# TASK DETAILS
Transcribe word for word the lines below from the line with "rule ID names" through the line with "Entries: configuration document", ends included.

# DATA PROVIDED

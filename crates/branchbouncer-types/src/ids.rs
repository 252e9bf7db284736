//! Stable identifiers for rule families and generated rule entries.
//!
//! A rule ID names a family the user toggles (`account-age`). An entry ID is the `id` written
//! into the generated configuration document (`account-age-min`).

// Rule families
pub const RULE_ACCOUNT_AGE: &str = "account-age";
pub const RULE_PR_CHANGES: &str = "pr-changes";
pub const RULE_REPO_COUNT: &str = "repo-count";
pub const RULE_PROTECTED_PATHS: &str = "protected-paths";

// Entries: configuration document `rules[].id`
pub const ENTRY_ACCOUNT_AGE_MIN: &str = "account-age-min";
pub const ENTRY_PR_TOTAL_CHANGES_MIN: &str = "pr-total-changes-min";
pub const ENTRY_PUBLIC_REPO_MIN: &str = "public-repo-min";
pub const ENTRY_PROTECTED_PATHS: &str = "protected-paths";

--

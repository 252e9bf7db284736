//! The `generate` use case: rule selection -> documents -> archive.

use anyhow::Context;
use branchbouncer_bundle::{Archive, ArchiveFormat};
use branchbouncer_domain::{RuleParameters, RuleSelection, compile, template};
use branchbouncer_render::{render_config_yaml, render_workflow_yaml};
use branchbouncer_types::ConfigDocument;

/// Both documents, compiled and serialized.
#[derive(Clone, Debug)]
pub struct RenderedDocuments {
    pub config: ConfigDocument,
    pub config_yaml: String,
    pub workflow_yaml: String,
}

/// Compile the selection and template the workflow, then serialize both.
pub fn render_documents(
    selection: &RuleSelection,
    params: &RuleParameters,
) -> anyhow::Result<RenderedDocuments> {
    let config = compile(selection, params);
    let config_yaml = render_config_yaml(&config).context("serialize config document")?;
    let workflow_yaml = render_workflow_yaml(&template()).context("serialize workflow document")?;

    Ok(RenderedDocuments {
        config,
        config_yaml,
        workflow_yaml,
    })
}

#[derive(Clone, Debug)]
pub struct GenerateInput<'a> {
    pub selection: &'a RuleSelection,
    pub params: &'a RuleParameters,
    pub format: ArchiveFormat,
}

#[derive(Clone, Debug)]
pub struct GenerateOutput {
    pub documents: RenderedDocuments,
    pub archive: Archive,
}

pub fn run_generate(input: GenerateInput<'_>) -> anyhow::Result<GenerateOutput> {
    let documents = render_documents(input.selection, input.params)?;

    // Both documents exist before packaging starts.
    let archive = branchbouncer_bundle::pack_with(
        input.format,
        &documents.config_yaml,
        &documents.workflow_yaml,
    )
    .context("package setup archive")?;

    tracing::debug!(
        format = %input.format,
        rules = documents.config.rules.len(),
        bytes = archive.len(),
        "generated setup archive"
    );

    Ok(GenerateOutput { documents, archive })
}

# TASK SOLUTION
//! A rule ID names a family the user toggles (`account-age`). An entry ID is the `id` written
//! into the generated configuration document (`account-age-min`).

// Rule families
pub const RULE_ACCOUNT_AGE: &str = "account-age";
pub const RULE_PR_CHANGES: &str = "pr-changes";
pub const RULE_REPO_COUNT: &str = "repo-count";
pub const RULE_PROTECTED_PATHS: &str = "protected-paths";

// Entries: configuration document `rules[].id`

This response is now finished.